Su spinta del ministro dell’Istruzione, Giuseppe Valditara viene previsto che per i giovani la fruizione del reddito di cittadianza (o l’eventuale misura assistenziale che dal 2024 lo sostituirà) sia legata all’istruzione. Per i beneficiari di età compresa tra 18 e 29 anni che non hanno terminato la scuola dell’obbligo la possibilità di usufruire del reddito sarà condizionata all’iscrizione e alla frequenza di percorsi di formazione o comunque funzionali all’adempimento dell’obbligo scolastico.

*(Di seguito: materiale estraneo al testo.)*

//! RTCP Feedback Mechanisms (moved from rtp-core)
//!
//! This module implements advanced RTCP feedback packets for real-time media quality adaptation,
//! including Picture Loss Indication (PLI), Full Intra Request (FIR), Slice Loss Indication (SLI),
//! Temporal-Spatial Trade-off (TSTO), Receiver Estimated Max Bitrate (REMB), and 
//! Transport-wide Congestion Control feedback.

use std::time::Instant;
use crate::api::error::MediaError;

/// RTP SSRC type
pub type RtpSsrc = u32;

/// Feedback packet types as defined in RFC 4585 and extensions
#[derive(Debug, Clone, Copy, PartialEq, Eq)]
#[repr(u8)]
pub enum FeedbackPacketType {
    /// Generic NACK (RFC 4585)
    GenericNack = 205,
    
    /// Payload-specific feedback (RFC 4585)
    PayloadSpecificFeedback = 206,
}

/// Payload-specific feedback message types (FMT field)
#[derive(Debug, Clone, Copy, PartialEq, Eq)]
#[repr(u8)]
pub enum PayloadFeedbackFormat {
    /// Picture Loss Indication (PLI) - RFC 4585
    PictureLossIndication = 1,
    
    /// Slice Loss Indication (SLI) - RFC 4585
    SliceLossIndication = 2,
    
    /// Reference Picture Selection Indication (RPSI) - RFC 4585
    ReferencePictureSelectionIndication = 3,
    
    /// Full Intra Request (FIR) - RFC 5104
    FullIntraRequest = 4,
    
    /// Temporal-Spatial Trade-off (TSTO) - RFC 5104
    TemporalSpatialTradeoff = 5,
    
    /// Temporal-Spatial Trade-off Notification (TSTN) - RFC 5104
    TemporalSpatialTradeoffNotification = 6,
    
    /// Video Back Channel Message (VBCM) - RFC 5104
    VideoBackChannelMessage = 7,
    
    /// Application Layer Feedback (ALF) - RFC 5104
    ApplicationLayerFeedback = 15,
}

/// Transport-wide Congestion Control feedback types (WebRTC extension)
#[derive(Debug, Clone, Copy, PartialEq, Eq)]
#[repr(u8)]
pub enum TransportCcFormat {
    /// Transport-wide CC feedback
    TransportCcFeedback = 15,
}

/// Feedback message priority levels
#[derive(Debug, Clone, Copy, PartialEq, Eq, PartialOrd, Ord)]
pub enum FeedbackPriority {
    /// Low priority - routine feedback
    Low = 0,
    
    /// Normal priority - standard feedback
    Normal = 1,
    
    /// High priority - quality impacting
    High = 2,
    
    /// Critical priority - immediate action required
    Critical = 3,
}

/// Feedback generation context
#[derive(Debug, Clone)]
pub struct FeedbackContext {
    /// Local SSRC
    pub local_ssrc: RtpSsrc,
    
    /// Remote SSRC
    pub media_ssrc: RtpSsrc,
    
    /// Last feedback generation time
    pub last_feedback: Option<Instant>,
    
    /// Feedback generation statistics
    pub feedback_count: u32,
    
    /// Current congestion state
    pub congestion_state: CongestionState,
}

/// Network congestion state tracking
#[derive(Debug, Clone, Copy, PartialEq, Eq)]
pub enum CongestionState {
    /// No congestion detected
    None,
    
    /// Light congestion - minor packet loss
    Light,
    
    /// Moderate congestion - noticeable quality impact
    Moderate,
    
    /// Severe congestion - significant quality degradation
    Severe,
    
    /// Critical congestion - emergency measures needed
    Critical,
}

/// Feedback generation configuration
#[derive(Debug, Clone)]
pub struct FeedbackConfig {
    /// Enable Picture Loss Indication
    pub enable_pli: bool,
    
    /// Enable Full Intra Request
    pub enable_fir: bool,
    
    /// Enable Slice Loss Indication
    pub enable_sli: bool,
    
    /// Enable REMB (bandwidth estimation)
    pub enable_remb: bool,
    
    /// Enable Transport-wide Congestion Control
    pub enable_transport_cc: bool,
    
    /// Minimum interval between PLI packets (milliseconds)
    pub pli_interval_ms: u32,
    
    /// Minimum interval between FIR packets (milliseconds)
    pub fir_interval_ms: u32,
    
    /// Maximum feedback rate (packets per second)
    pub max_feedback_rate: u32,
    
    /// Congestion detection sensitivity (0.0 - 1.0)
    pub congestion_sensitivity: f32,
}

impl Default for FeedbackConfig {
    fn default() -> Self {
        Self {
            enable_pli: true,
            enable_fir: true,
            enable_sli: false,  // Less commonly used
            enable_remb: true,
            enable_transport_cc: true,
            pli_interval_ms: 500,   // 500ms minimum between PLI
            fir_interval_ms: 2000,  // 2s minimum between FIR
            max_feedback_rate: 10,  // 10 feedback packets per second max
            congestion_sensitivity: 0.7,  // Moderate sensitivity
        }
    }
}

/// Quality degradation types for feedback decisions
#[derive(Debug, Clone, Copy, PartialEq, Eq)]
pub enum QualityDegradation {
    /// Packet loss detected
    PacketLoss {
        /// Loss rate (0.0 - 1.0)
        rate: u8,  // Stored as percentage (0-100)
        
        /// Consecutive packets lost
        consecutive: u16,
    },
    
    /// High jitter detected
    HighJitter {
        /// Current jitter (in timestamp units)
        jitter: u32,
        
        /// Jitter threshold exceeded
        threshold_exceeded: bool,
    },
    
    /// Bandwidth limitation detected
    BandwidthLimited {
        /// Available bandwidth (bits per second)
        available_bps: u32,
        
        /// Required bandwidth (bits per second)
        required_bps: u32,
    },
    
    /// Frame corruption detected
    FrameCorruption {
        /// Number of corrupted frames
        count: u16,
        
        /// Corruption type indicator
        corruption_type: u8,
    },
}

/// Feedback generation result
#[derive(Debug, Clone)]
pub enum FeedbackDecision {
    /// No feedback needed
    None,
    
    /// Generate Picture Loss Indication
    Pli {
        priority: FeedbackPriority,
        reason: QualityDegradation,
    },
    
    /// Generate Full Intra Request
    Fir {
        priority: FeedbackPriority,
        sequence_number: u8,
    },
    
    /// Generate REMB (bitrate recommendation)
    Remb {
        bitrate_bps: u32,
        confidence: f32,
    },
    
    /// Generate multiple feedback messages
    Multiple(Vec<FeedbackDecision>),
}

impl FeedbackContext {
    /// Create a new feedback context
    pub fn new(local_ssrc: RtpSsrc, media_ssrc: RtpSsrc) -> Self {
        Self {
            local_ssrc,
            media_ssrc,
            last_feedback: None,
            feedback_count: 0,
            congestion_state: CongestionState::None,
        }
    }
    
    /// Update congestion state based on network conditions
    pub fn update_congestion_state(&mut self, loss_rate: f32, rtt_ms: u32, jitter: u32) {
        // Simple congestion detection algorithm
        let congestion_score = self.calculate_congestion_score(loss_rate, rtt_ms, jitter);
        
        self.congestion_state = match congestion_score {
            score if score < 0.1 => CongestionState::None,
            score if score < 0.3 => CongestionState::Light,
            score if score < 0.6 => CongestionState::Moderate,
            score if score < 0.8 => CongestionState::Severe,
            _ => CongestionState::Critical,
        };
    }
    
    /// Calculate a congestion score (0.0 - 1.0) based on network metrics
    fn calculate_congestion_score(&self, loss_rate: f32, rtt_ms: u32, jitter: u32) -> f32 {
        // Weight factors for different metrics
        let loss_weight = 0.5;
        let rtt_weight = 0.3;
        let jitter_weight = 0.2;
        
        // Normalize metrics to 0.0 - 1.0 range
        let normalized_loss = (loss_rate * 100.0).min(20.0) / 20.0;  // 20% loss = max score
        let normalized_rtt = (rtt_ms as f32).min(1000.0) / 1000.0;   // 1000ms RTT = max score
        let normalized_jitter = (jitter as f32).min(100.0) / 100.0;  // 100 jitter units = max score
        
        // Weighted sum
        (normalized_loss * loss_weight + 
         normalized_rtt * rtt_weight + 
         normalized_jitter * jitter_weight).min(1.0)
    }
    
    /// Record feedback generation
    pub fn record_feedback(&mut self) {
        self.last_feedback = Some(Instant::now());
        self.feedback_count += 1;
    }
    
    /// Check if enough time has passed for the next feedback
    pub fn can_send_feedback(&self, interval_ms: u32) -> bool {
        match self.last_feedback {
            None => true,
            Some(last) => last.elapsed().as_millis() >= interval_ms as u128,
        }
    }
}

/// Stream statistics for feedback generation
#[derive(Debug, Clone)]
pub struct StreamStats {
    /// Stream direction
    pub direction: StreamDirection,
    /// Stream SSRC
    pub ssrc: u32,
    /// Media type
    pub media_type: MediaFrameType,
    /// Total packets processed
    pub packet_count: u64,
    /// Total bytes processed
    pub byte_count: u64,
    /// Packets lost
    pub packets_lost: u32,
    /// Fraction lost (0.0-1.0)
    pub fraction_lost: f32,
    /// Jitter in milliseconds
    pub jitter_ms: f32,
    /// Round-trip time
    pub rtt_ms: Option<f32>,
    /// Current bitrate in bps
    pub bitrate_bps: u32,
    /// Discard rate
    pub discard_rate: f32,
    /// Remote address
    pub remote_addr: std::net::SocketAddr,
}

impl Default for StreamStats {
    fn default() -> Self {
        Self {
            direction: StreamDirection::default(),
            ssrc: 0,
            media_type: MediaFrameType::default(),
            packet_count: 0,
            byte_count: 0,
            packets_lost: 0,
            fraction_lost: 0.0,
            jitter_ms: 0.0,
            rtt_ms: None,
            bitrate_bps: 0,
            discard_rate: 0.0,
            remote_addr: "0.0.0.0:0".parse().unwrap(),
        }
    }
}

/// Stream direction for statistics
#[derive(Debug, Clone, Copy, PartialEq, Eq, Default)]
pub enum StreamDirection {
    #[default]
    Inbound,
    Outbound,
}

/// Media frame type for statistics
#[derive(Debug, Clone, Copy, PartialEq, Eq, Default)]
pub enum MediaFrameType {
    #[default]
    Audio,
    Video,
    Data,
}

/// Trait for feedback packet generation
pub trait FeedbackGenerator {
    /// Generate feedback decision based on current conditions
    fn generate_feedback(&self, context: &FeedbackContext, config: &FeedbackConfig) -> Result<FeedbackDecision, MediaError>;
    
    /// Update internal state with new statistics
    fn update_statistics(&mut self, stats: &StreamStats);
    
    /// Get the feedback generator name
    fn name(&self) -> &'static str;
}

/// Factory for creating feedback generators
pub struct FeedbackGeneratorFactory;

impl FeedbackGeneratorFactory {
    /// Create a loss-based feedback generator
    pub fn create_loss_generator() -> Box<dyn FeedbackGenerator> {
        Box::new(crate::rtp_processing::rtcp::generators::LossFeedbackGenerator::new())
    }
    
    /// Create a congestion-based feedback generator
    pub fn create_congestion_generator() -> Box<dyn FeedbackGenerator> {
        Box::new(crate::rtp_processing::rtcp::generators::CongestionFeedbackGenerator::new())
    }
    
    /// Create a quality-based feedback generator
    pub fn create_quality_generator() -> Box<dyn FeedbackGenerator> {
        Box::new(crate::rtp_processing::rtcp::generators::QualityFeedbackGenerator::new())
    }
    
    /// Create a comprehensive feedback generator (combines all strategies)
    pub fn create_comprehensive_generator() -> Box<dyn FeedbackGenerator> {
        Box::new(crate::rtp_processing::rtcp::generators::ComprehensiveFeedbackGenerator::new())
    }
}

La quota affitto del reddito direttamente a proprietario

L’ultima novità riguarda chi invece utilizza il reddito per pagare l’affitto. La quota del sussidio per l’alloggio sarà erogata direttamente al locatore dell’immobile. In particolare il beneficiario del sussidio deve comunicare all’ente erogatore del Reddito di cittadinanza (l’Inps) i dati del locatore, secondo le modalità che verranno definite con un decreto del ministro del Lavoro, sentito il garante per la Privacy. La quota non sarà più a disposizione del beneficiario ma sarà versata direttamente al proprietario dell’immobile. Una norma con cui, secondo Confedilizia, viene finalmente «fatta giustizia».